Our proposal aims to study online activities in different social networking websites by collecting huge amounts of data from people’s clicks, comments, ratings and likes/dislikes. This data reveal information on people’s perception of climate change and exhibits a wide spectrum of opinions. For example, the comment section of one of the Youtube trailers of “An Inconvenient Truth” (a documentary on climate change) shows the different ways people interpret data, graphs and stories on climate change. Many viewers expressed their opinions on climate change by engaging in intellectual debate, explaining the statistics used in the video and mentioning recent scientific discoveries, whereas some viewers commented on politics, the quality of the video and completely irrelevant information including insults. Not only the content, but also the language itself contains valuable information on people’s sentiments, optimism, and frustration. Therefore aggregating and analyzing these comments from the climate change related videos on Youtube can help us understand people’s perspectives on climate change. By accumulating more information from blogs and other social networking websites, i.e. Facebook, Twitter, Linked In and Google+, and by analyzing this high-volume data, we can create web contents that are persuasive and effective in making lasting impressions on people’s mind.

Category of the action

Changing public perceptions on climate change

What actions do you propose?

The idea of our project stemmed from casual conversations when the team members were bouncing around random ideas on web scraping, a technique to collect data from websites and online portals. With the increasing popularity of social networking/community sites, the internet has become a major source of behavioral data. Everyday enormous amounts of user-based contents are generated that engage people to interact more with each other. Analyzing these contents and the corresponding web traffic can provide valuable insights on human behavior, both on and off the virtual space.

For example, one of our research interests is to study the ways people collect information from online by analyzing the spatial distribution of different climate change related search terms and statistical association with similar keywords. Even simple and publicly available tools like Google Trends and Google Correlate can be extremely resourceful in this regard.
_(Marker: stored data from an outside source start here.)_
// gait-registry/src/retry.rs
// ============================================================================
// Module: Bounded Retry With Capped Jitter
// Description: Classifies transient vs permanent fetch failures and computes
// exponential backoff delays with capped jitter.
// Purpose: Implement `spec.md` §4.9's bounded-retry requirement as a pure
// function of attempt count, per §9's "bounded retry as a pure function"
// design note.
// Dependencies: std
// ============================================================================

//! ## Overview
//! `backoff_delay` takes no wall-clock or RNG input beyond the attempt
//! index and a caller-supplied jitter fraction in `[0, 1]`, so callers (and
//! tests) can compute the exact delay sequence deterministically instead of
//! sleeping and observing it.

use std::time::Duration;

/// Base delay before the first retry.
pub const BASE_DELAY_MS: u64 = 250;
/// Jitter is capped at this fraction of the base exponential delay, per the
/// "capped jitter" language in `spec.md` §4.9/§5.
pub const REGISTRY_RETRY_JITTER_FRACTION: f64 = 0.20;

/// Classifies an HTTP status code as transient (retryable) or permanent.
#[must_use]
pub fn is_transient_status(status: u16) -> bool {
    matches!(status, 429 | 502 | 503 | 504)
}

/// Whether a fetch failure described by `kind` should be retried.
#[derive(Debug, Clone, Copy, PartialEq, Eq)]
pub enum FailureKind {
    /// The server returned a transient HTTP status.
    TransientStatus(u16),
    /// The server returned a permanent HTTP status.
    PermanentStatus(u16),
    /// The request timed out.
    Timeout,
    /// The connection was reset.
    ConnectionReset,
    /// Any other transport-level failure, treated as permanent.
    Other,
}

impl FailureKind {
    /// Whether this failure class is retryable.
    #[must_use]
    pub const fn is_retryable(self) -> bool {
        matches!(self, Self::TransientStatus(_) | Self::Timeout | Self::ConnectionReset)
    }
}

/// Computes the exponential backoff delay before retry attempt `attempt`
/// (1-indexed), with jitter deterministically derived from `attempt` itself
/// rather than a random source, so the sequence is reproducible.
#[must_use]
pub fn backoff_delay(attempt: u32) -> Duration {
    let exponential_ms = BASE_DELAY_MS.saturating_mul(1u64 << attempt.min(10));
    let jitter_seed = f64::from(attempt.wrapping_mul(2_654_435_761) % 1000) / 1000.0;
    let jitter_ms = (exponential_ms as f64 * REGISTRY_RETRY_JITTER_FRACTION * jitter_seed) as u64;
    Duration::from_millis(exponential_ms.saturating_add(jitter_ms))
}

#[cfg(test)]
mod tests {
    use super::BASE_DELAY_MS;
    use super::FailureKind;
    use super::backoff_delay;
    use super::is_transient_status;

    #[test]
    fn classifies_known_transient_statuses() {
        for status in [429, 502, 503, 504] {
            assert!(is_transient_status(status));
        }
        assert!(!is_transient_status(404));
        assert!(!is_transient_status(401));
    }

    #[test]
    fn timeout_and_reset_are_retryable_but_other_is_not() {
        assert!(FailureKind::Timeout.is_retryable());
        assert!(FailureKind::ConnectionReset.is_retryable());
        assert!(!FailureKind::Other.is_retryable());
        assert!(!FailureKind::PermanentStatus(404).is_retryable());
    }

    #[test]
    fn backoff_grows_with_attempt_and_stays_bounded_by_jitter_cap() {
        let first = backoff_delay(0);
        let second = backoff_delay(1);
        assert!(second > first);
        assert!(first.as_millis() >= u128::from(BASE_DELAY_MS));
    }

    #[test]
    fn backoff_delay_is_deterministic() {
        assert_eq!(backoff_delay(2), backoff_delay(2));
    }
}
A sample of interesting results are displayed below:

Fig: Interest in seach word "climate change" over time (2004-2014), source: Google Trends

Fig: Correlation between two search keywords in USA (Jan, 2004 - July, 2014)

Source: Google Correlation, monthly time series, 2014

Obviously, it is naïve to claim that a single comment or tweet will expose all the strings of a person’s psyche; the project does not intend to analyze individual behavior at a micro level. However, accumulating millions of web contents (image, video and text) and exploring people’s interaction/perspective on these contents will assists us to recognize a pattern. This behavioral pattern will help to create more persuasive contents like photo illustrations, cartoons and educational videos to change people’s attitude towards climate change.

Our objective is to –

(a) Collect large volume of data from blogs and social networks

(b) Create web contents that actually alters individual decisions (consumer habits, lifestyle) and industry practices (focus on sustainable production of goods and services)

We will use statistical regressions to calculate the coefficients for different influential factors (viral videos, internet memes, etc) which will be further used to create our own contents. With this, we can examine the changes in people’s behavior by Google Analytics.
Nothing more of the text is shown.